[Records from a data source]

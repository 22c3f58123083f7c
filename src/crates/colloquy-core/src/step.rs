//! Step catalog: the tagged step union and per-variant requirements
//!
//! A flow is an ordered program of steps. Each step is a [`Step`] wrapper
//! (unique `step` name plus optional `jump_to` override) around a [`StepKind`]
//! variant discriminated by the YAML `type` tag. Using a tagged union instead
//! of one wide struct with every field optional means serde enforces the
//! per-variant required fields at parse time - a `say` without a `message`
//! fails deserialization with an error naming the missing field, and an
//! unknown `type` tag is rejected outright.
//!
//! Execution contracts per variant live with the scheduler and step manager;
//! this module only defines the shape and the parse/validate-time rules.
//!
//! # Example (YAML)
//!
//! ```yaml
//! steps:
//!   - step: ask_origin
//!     type: collect
//!     slot: origin
//!     prompt: "Where are you flying from?"
//!   - step: search
//!     type: action
//!     call: search_flights
//!     map_outputs:
//!       top_result: chosen_flight
//!   - step: ask
//!     type: confirm
//!     message: "Book {origin} to {destination}?"
//!     on_confirm: finish
//!     on_deny: ask_origin
//!   - step: finish
//!     type: say
//!     message: "Done!"
//! ```

use serde::{Deserialize, Serialize};
use serde_json::Value;
use std::collections::HashMap;

use crate::error::{EngineError, Result};

/// One node of a flow program
///
/// `step` must be unique within the containing flow. `jump_to` overrides the
/// default fall-through successor for variants that fall through (`say`,
/// `collect`, `action`, `set`).
#[derive(Debug, Clone, Serialize, Deserialize, PartialEq)]
pub struct Step {
    /// Unique name of this step within the flow
    pub step: String,

    /// Explicit successor overriding source-order fall-through
    #[serde(default, skip_serializing_if = "Option::is_none")]
    pub jump_to: Option<String>,

    /// Variant payload, discriminated on the `type` tag
    #[serde(flatten)]
    pub kind: StepKind,
}

/// The step variant payload
///
/// Internally tagged on `type`; unknown tags are a deserialization error.
#[derive(Debug, Clone, Serialize, Deserialize, PartialEq)]
#[serde(tag = "type", rename_all = "snake_case")]
pub enum StepKind {
    /// Emit an interpolated message and fall through
    Say {
        /// Message template; `{slot}` placeholders interpolate active-flow slots
        message: String,

        /// Suspend after emitting until the user acknowledges
        #[serde(default)]
        await_ack: bool,
    },

    /// Ask the user for a slot value, suspending until one arrives
    Collect {
        /// Target slot name
        slot: String,

        /// Prompt template shown when the slot is still unset
        prompt: String,

        /// Validator name applied to incoming values for this slot
        #[serde(default, skip_serializing_if = "Option::is_none")]
        validator: Option<String>,

        /// Message rendered when validation rejects a value
        #[serde(default, skip_serializing_if = "Option::is_none")]
        validation_message: Option<String>,
    },

    /// Invoke a registered external action handler (at most once per flow)
    Action {
        /// Registered action name
        call: String,

        /// Renames action outputs into slot names
        #[serde(default, skip_serializing_if = "HashMap::is_empty")]
        map_outputs: HashMap<String, String>,
    },

    /// Assign a computed value to a slot
    Set {
        /// Target slot name
        slot: String,

        /// Literal value (exclusive with `expression`)
        #[serde(default, skip_serializing_if = "Option::is_none")]
        value: Option<Value>,

        /// Expression over the active flow's slots (exclusive with `value`)
        #[serde(default, skip_serializing_if = "Option::is_none")]
        expression: Option<String>,
    },

    /// Evaluate an expression and route to the matching case
    Branch {
        /// Expression over the active flow's slots
        evaluate: String,

        /// Case value (stringified) to target step name
        cases: HashMap<String, String>,

        /// Target when no case matches
        #[serde(default, skip_serializing_if = "Option::is_none")]
        default: Option<String>,
    },

    /// Guarded loop over a list of body steps (desugared at compile time)
    While {
        /// Loop guard expression
        condition: String,

        /// Names of the body steps, in order
        #[serde(rename = "do")]
        body: Vec<String>,

        /// Step to continue at once the guard turns false (END if absent)
        #[serde(default, skip_serializing_if = "Option::is_none")]
        exit_to: Option<String>,
    },

    /// Ask the user to confirm, then route to one of two targets
    Confirm {
        /// Slot this confirmation is about, if any
        ///
        /// When present, only corrections to this slot re-prompt the
        /// confirmation while it awaits a reply; corrections to other slots
        /// rewind the cursor as usual. Absent means any correction
        /// re-prompts.
        #[serde(default, skip_serializing_if = "Option::is_none")]
        slot: Option<String>,

        /// Prompt template; all active-flow slots are available
        message: String,

        /// Target step on affirmation
        on_confirm: String,

        /// Target step on denial
        on_deny: String,
    },

    /// Complete this flow and transfer control to another
    Link {
        /// Target flow name
        flow: String,
    },

    /// Push a child flow, resuming here when it completes
    Call {
        /// Target flow name
        flow: String,

        /// Child slot name to caller-side expression seeding it
        #[serde(default, skip_serializing_if = "HashMap::is_empty")]
        inputs: HashMap<String, String>,

        /// Child slot name to caller slot name, mapped on completion
        #[serde(default, skip_serializing_if = "HashMap::is_empty")]
        map_outputs: HashMap<String, String>,
    },
}

impl Step {
    /// Short tag for logging and error messages
    pub fn kind_name(&self) -> &'static str {
        match &self.kind {
            StepKind::Say { .. } => "say",
            StepKind::Collect { .. } => "collect",
            StepKind::Action { .. } => "action",
            StepKind::Set { .. } => "set",
            StepKind::Branch { .. } => "branch",
            StepKind::While { .. } => "while",
            StepKind::Confirm { .. } => "confirm",
            StepKind::Link { .. } => "link",
            StepKind::Call { .. } => "call",
        }
    }

    /// Enforce what serde cannot: non-empty fields and exclusive options
    ///
    /// Called by the config model after deserialization. Errors carry this
    /// step's name.
    pub fn validate(&self) -> Result<()> {
        if self.step.is_empty() {
            return Err(EngineError::Config(
                "a step is missing its 'step' name".to_string(),
            ));
        }

        match &self.kind {
            StepKind::Say { message, .. } => {
                if message.trim().is_empty() {
                    return Err(self.invalid("say requires a non-empty 'message'"));
                }
            }
            StepKind::Collect { slot, prompt, .. } => {
                if slot.trim().is_empty() {
                    return Err(self.invalid("collect requires a non-empty 'slot'"));
                }
                if prompt.trim().is_empty() {
                    return Err(self.invalid("collect requires a non-empty 'prompt'"));
                }
            }
            StepKind::Action { call, .. } => {
                if call.trim().is_empty() {
                    return Err(self.invalid("action requires a non-empty 'call'"));
                }
            }
            StepKind::Set {
                slot,
                value,
                expression,
            } => {
                if slot.trim().is_empty() {
                    return Err(self.invalid("set requires a non-empty 'slot'"));
                }
                match (value, expression) {
                    (None, None) => {
                        return Err(self.invalid("set requires either 'value' or 'expression'"))
                    }
                    (Some(_), Some(_)) => {
                        return Err(
                            self.invalid("set takes 'value' or 'expression', not both")
                        )
                    }
                    _ => {}
                }
            }
            StepKind::Branch { evaluate, cases, .. } => {
                if evaluate.trim().is_empty() {
                    return Err(self.invalid("branch requires a non-empty 'evaluate'"));
                }
                if cases.is_empty() {
                    return Err(self.invalid("branch requires at least one case"));
                }
            }
            StepKind::While {
                condition, body, ..
            } => {
                if condition.trim().is_empty() {
                    return Err(self.invalid("while requires a non-empty 'condition'"));
                }
                if body.is_empty() {
                    return Err(self.invalid("while requires a non-empty 'do' list"));
                }
            }
            StepKind::Confirm {
                slot,
                message,
                on_confirm,
                on_deny,
            } => {
                if message.trim().is_empty() {
                    return Err(self.invalid("confirm requires a non-empty 'message'"));
                }
                if on_confirm.trim().is_empty() || on_deny.trim().is_empty() {
                    return Err(self.invalid("confirm requires 'on_confirm' and 'on_deny'"));
                }
                if let Some(slot) = slot {
                    if slot.trim().is_empty() {
                        return Err(self.invalid("confirm 'slot' must be non-empty when present"));
                    }
                }
            }
            StepKind::Link { flow } => {
                if flow.trim().is_empty() {
                    return Err(self.invalid("link requires a non-empty 'flow'"));
                }
            }
            StepKind::Call { flow, .. } => {
                if flow.trim().is_empty() {
                    return Err(self.invalid("call requires a non-empty 'flow'"));
                }
            }
        }

        Ok(())
    }

    fn invalid(&self, reason: &str) -> EngineError {
        EngineError::validation(&self.step, reason)
    }
}

#[cfg(test)]
mod tests {
    use super::*;

    fn parse(yaml: &str) -> std::result::Result<Step, serde_yaml::Error> {
        serde_yaml::from_str(yaml)
    }

    #[test]
    fn test_parse_say_step() {
        let step = parse("{step: greet, type: say, message: Hello}").unwrap();
        assert_eq!(step.step, "greet");
        assert!(matches!(step.kind, StepKind::Say { .. }));
    }

    #[test]
    fn test_say_without_message_mentions_missing_field() {
        let err = parse("{step: greet, type: say}").unwrap_err();
        assert!(err.to_string().contains("message"), "got: {}", err);
    }

    #[test]
    fn test_unknown_step_type_rejected() {
        let err = parse("{step: odd, type: teleport}").unwrap_err();
        assert!(err.to_string().contains("teleport") || err.to_string().contains("unknown"));
    }

    #[test]
    fn test_collect_parses_optional_validator() {
        let step = parse(
            "{step: ask, type: collect, slot: date, prompt: 'When?', validator: date, validation_message: 'Not a date'}",
        )
        .unwrap();
        match step.kind {
            StepKind::Collect { validator, .. } => assert_eq!(validator.as_deref(), Some("date")),
            other => panic!("expected collect, got {:?}", other),
        }
    }

    #[test]
    fn test_while_requires_condition_and_body() {
        assert!(parse("{step: loop, type: while, do: [a]}").is_err());
        assert!(parse("{step: loop, type: while, condition: 'x < 3'}").is_err());
        assert!(parse("{step: loop, type: while, condition: 'x < 3', do: [a]}").is_ok());
    }

    #[test]
    fn test_set_exclusivity_validated() {
        let both = parse("{step: s, type: set, slot: x, value: 1, expression: 'y + 1'}").unwrap();
        assert!(both.validate().is_err());

        let neither = parse("{step: s, type: set, slot: x}").unwrap();
        assert!(neither.validate().is_err());

        let value_only = parse("{step: s, type: set, slot: x, value: 1}").unwrap();
        assert!(value_only.validate().is_ok());
    }

    #[test]
    fn test_validate_rejects_empty_message() {
        let step = parse("{step: greet, type: say, message: '  '}").unwrap();
        let err = step.validate().unwrap_err();
        assert!(format!("{}", err).contains("greet"));
    }

    #[test]
    fn test_confirm_slot_must_be_non_empty_when_present() {
        let step = parse(
            "{step: ask, type: confirm, slot: ' ', message: 'Sure?', on_confirm: a, on_deny: b}",
        )
        .unwrap();
        let err = step.validate().unwrap_err();
        assert!(format!("{}", err).contains("slot"));

        let step = parse(
            "{step: ask, type: confirm, slot: date, message: 'Sure?', on_confirm: a, on_deny: b}",
        )
        .unwrap();
        assert!(step.validate().is_ok());
    }

    #[test]
    fn test_jump_to_round_trips() {
        let step = parse("{step: s, type: say, message: hi, jump_to: end}").unwrap();
        assert_eq!(step.jump_to.as_deref(), Some("end"));

        let yaml = serde_yaml::to_string(&step).unwrap();
        let back: Step = serde_yaml::from_str(&yaml).unwrap();
        assert_eq!(back, step);
    }
}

What the task asks:
Lines after the one containing "is an ordered" are left out; every line from the start of the entries through that line is restated word for word.

Reply:
repository 22c3f58123083f7c
filename src/crates/colloquy-core/src/step.rs
//! Step catalog: the tagged step union and per-variant requirements
//!
//! A flow is an ordered program of steps. Each step is a [`Step`] wrapper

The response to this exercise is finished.